• AIM OF THE EXERCISE: If a line in the entries contains the string "RecordKind", include that line in your answer.

**** PROVIDED DATA ****

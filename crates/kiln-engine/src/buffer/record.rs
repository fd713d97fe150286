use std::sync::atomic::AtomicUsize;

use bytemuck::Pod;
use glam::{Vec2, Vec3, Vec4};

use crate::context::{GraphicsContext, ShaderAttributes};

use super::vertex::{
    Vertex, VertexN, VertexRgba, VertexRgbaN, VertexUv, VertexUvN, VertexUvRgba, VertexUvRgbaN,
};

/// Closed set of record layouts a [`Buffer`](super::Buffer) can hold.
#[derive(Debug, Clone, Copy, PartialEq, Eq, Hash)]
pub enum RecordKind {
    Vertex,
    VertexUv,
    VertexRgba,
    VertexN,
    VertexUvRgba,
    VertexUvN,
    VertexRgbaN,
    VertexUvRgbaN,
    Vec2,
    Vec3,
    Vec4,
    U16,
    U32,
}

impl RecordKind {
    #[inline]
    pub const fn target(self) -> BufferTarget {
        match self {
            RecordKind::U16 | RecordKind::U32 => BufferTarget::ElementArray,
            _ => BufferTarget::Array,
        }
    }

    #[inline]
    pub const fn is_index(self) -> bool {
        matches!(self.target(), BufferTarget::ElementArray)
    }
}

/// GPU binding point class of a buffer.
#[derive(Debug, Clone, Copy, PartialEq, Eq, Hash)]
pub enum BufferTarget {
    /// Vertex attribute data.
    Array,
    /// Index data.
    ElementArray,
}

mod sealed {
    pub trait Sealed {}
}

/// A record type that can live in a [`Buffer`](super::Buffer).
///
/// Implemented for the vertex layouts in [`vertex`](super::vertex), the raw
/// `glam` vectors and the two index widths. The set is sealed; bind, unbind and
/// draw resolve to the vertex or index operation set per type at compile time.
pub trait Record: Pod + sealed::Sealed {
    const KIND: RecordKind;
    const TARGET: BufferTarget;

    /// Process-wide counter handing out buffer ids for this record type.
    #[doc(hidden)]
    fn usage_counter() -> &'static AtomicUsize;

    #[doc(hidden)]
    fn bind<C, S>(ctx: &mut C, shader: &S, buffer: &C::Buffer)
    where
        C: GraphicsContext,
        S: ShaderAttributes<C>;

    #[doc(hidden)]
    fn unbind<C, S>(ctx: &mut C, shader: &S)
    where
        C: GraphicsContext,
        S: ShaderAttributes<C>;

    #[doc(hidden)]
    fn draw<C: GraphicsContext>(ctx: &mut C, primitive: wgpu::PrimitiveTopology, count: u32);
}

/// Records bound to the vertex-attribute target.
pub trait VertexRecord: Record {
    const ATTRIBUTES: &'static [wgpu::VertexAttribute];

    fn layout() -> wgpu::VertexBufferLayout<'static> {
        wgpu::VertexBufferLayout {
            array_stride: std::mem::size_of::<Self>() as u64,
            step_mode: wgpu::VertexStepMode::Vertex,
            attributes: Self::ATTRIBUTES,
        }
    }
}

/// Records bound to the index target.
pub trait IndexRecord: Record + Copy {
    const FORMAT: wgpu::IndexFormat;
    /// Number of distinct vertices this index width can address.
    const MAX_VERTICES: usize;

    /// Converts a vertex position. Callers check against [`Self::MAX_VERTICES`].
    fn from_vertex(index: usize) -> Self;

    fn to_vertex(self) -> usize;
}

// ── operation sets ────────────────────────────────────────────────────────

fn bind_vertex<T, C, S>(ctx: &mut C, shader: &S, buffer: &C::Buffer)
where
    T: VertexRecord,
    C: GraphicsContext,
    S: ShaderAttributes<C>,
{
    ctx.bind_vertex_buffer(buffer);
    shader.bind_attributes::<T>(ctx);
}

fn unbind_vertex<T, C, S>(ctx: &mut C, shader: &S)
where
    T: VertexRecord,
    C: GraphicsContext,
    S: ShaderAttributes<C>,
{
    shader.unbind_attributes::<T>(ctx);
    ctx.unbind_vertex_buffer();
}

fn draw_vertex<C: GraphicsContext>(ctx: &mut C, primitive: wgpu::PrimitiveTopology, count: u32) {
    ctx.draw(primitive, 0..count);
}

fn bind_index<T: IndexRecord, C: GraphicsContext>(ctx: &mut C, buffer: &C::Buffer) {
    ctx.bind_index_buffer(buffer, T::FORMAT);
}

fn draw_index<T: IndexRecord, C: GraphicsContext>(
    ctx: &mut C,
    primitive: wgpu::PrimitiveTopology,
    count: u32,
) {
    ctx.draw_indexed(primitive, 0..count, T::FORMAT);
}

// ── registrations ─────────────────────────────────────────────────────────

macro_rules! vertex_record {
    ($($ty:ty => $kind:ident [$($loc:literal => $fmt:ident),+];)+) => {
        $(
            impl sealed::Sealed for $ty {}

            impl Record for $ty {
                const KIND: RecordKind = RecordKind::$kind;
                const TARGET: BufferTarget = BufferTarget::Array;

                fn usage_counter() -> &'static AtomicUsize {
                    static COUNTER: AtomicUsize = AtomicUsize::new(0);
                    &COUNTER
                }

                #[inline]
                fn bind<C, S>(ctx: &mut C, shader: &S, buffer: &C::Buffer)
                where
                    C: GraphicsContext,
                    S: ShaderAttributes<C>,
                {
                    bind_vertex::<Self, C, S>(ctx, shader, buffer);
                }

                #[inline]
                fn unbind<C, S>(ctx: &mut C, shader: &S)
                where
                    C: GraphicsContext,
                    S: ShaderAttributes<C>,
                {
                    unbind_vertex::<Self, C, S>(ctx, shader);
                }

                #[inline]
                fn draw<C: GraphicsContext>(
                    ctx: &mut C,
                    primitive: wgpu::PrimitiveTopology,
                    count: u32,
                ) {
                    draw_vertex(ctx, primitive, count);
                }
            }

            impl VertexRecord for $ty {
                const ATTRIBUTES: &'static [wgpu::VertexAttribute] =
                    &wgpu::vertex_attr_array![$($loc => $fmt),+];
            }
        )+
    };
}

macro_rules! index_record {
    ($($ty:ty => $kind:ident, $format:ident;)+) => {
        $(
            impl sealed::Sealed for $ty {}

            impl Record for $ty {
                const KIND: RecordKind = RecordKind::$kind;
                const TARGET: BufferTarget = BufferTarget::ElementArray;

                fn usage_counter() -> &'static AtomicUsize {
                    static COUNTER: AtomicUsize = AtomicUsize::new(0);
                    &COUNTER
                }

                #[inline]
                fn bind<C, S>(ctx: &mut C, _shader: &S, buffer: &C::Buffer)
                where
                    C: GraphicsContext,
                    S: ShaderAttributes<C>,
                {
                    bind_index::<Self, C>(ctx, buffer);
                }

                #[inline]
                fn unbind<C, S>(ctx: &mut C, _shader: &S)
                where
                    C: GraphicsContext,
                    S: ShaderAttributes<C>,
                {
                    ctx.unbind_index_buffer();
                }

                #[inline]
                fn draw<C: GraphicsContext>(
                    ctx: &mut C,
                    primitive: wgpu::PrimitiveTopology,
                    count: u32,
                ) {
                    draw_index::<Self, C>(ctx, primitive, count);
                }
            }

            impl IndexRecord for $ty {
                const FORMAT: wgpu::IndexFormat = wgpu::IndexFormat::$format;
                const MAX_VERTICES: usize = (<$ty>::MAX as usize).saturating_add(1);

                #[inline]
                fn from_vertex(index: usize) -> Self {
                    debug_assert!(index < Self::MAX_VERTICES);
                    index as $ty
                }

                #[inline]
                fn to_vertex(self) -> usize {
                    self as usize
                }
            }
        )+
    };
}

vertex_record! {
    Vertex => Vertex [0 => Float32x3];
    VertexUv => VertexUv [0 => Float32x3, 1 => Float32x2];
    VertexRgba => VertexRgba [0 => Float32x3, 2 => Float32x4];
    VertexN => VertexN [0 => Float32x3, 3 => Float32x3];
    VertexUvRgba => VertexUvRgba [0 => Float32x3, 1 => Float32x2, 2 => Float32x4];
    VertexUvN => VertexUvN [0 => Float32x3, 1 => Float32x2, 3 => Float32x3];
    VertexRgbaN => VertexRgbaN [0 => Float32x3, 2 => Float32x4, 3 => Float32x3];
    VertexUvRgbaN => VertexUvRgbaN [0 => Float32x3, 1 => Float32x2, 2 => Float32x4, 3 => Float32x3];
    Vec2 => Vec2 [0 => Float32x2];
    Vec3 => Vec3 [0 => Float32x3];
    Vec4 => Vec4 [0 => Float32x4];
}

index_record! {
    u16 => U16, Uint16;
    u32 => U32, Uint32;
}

****
**** PROVIDED DATA ****

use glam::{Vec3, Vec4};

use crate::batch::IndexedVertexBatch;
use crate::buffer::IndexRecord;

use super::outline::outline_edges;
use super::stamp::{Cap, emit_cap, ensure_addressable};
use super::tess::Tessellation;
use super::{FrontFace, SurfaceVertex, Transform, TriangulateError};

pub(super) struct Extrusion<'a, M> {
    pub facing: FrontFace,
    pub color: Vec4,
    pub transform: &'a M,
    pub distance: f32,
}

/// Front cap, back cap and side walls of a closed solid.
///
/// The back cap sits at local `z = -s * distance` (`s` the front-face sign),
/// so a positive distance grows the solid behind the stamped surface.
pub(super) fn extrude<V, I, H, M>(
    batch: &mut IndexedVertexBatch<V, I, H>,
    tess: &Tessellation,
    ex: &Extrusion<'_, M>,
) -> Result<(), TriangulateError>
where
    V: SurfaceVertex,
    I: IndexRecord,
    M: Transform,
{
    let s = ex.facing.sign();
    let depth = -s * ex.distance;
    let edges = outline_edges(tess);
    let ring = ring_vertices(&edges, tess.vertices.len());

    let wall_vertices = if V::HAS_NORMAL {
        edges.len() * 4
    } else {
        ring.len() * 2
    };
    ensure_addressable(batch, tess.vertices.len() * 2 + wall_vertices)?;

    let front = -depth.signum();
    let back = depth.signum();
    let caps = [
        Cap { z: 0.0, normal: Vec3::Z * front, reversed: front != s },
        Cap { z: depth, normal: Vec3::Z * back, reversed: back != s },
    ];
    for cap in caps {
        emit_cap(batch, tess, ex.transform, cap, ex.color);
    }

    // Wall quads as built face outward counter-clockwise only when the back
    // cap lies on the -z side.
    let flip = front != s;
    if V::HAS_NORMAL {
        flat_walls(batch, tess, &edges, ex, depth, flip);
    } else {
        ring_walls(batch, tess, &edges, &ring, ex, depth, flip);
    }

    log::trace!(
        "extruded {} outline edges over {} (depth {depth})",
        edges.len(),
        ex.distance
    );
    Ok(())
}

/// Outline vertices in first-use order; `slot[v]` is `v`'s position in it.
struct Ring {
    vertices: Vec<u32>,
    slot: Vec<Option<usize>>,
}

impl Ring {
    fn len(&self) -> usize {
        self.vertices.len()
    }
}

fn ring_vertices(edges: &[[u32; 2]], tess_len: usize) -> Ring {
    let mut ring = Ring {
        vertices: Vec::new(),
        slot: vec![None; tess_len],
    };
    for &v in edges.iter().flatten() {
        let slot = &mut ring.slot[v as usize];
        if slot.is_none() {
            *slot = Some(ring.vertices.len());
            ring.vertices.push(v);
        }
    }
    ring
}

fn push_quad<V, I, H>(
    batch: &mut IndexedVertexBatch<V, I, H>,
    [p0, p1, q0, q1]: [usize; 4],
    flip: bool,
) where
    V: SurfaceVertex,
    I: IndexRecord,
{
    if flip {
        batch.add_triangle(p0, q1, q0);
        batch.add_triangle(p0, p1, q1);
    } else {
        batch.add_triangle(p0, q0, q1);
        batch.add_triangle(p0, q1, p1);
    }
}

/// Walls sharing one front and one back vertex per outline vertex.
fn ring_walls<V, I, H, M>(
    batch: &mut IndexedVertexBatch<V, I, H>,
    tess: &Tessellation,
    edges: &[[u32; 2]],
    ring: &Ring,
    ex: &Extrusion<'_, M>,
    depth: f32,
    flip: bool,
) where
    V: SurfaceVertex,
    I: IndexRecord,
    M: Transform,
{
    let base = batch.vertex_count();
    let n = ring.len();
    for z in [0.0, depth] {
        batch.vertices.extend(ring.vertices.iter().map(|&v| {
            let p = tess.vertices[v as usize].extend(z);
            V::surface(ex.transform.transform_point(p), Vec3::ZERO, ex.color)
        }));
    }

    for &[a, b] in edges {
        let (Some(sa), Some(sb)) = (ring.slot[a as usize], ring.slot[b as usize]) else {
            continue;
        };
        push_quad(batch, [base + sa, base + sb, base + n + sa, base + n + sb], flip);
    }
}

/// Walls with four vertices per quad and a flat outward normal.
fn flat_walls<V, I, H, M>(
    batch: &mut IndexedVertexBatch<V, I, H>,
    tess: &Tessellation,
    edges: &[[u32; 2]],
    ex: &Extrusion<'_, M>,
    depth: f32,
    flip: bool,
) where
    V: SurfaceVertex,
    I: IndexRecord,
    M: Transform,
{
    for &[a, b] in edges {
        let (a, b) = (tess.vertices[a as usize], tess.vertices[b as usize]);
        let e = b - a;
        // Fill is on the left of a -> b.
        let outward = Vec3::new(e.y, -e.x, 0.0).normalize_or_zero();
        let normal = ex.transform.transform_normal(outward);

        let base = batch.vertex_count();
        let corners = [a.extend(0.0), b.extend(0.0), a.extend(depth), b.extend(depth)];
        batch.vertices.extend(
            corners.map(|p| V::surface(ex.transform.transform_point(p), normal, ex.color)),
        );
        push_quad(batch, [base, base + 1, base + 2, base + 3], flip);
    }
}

****

• RESULT:
pub enum RecordKind {
impl RecordKind {
            RecordKind::U16 | RecordKind::U32 => BufferTarget::ElementArray,
    const KIND: RecordKind;
                const KIND: RecordKind = RecordKind::$kind;
                const KIND: RecordKind = RecordKind::$kind;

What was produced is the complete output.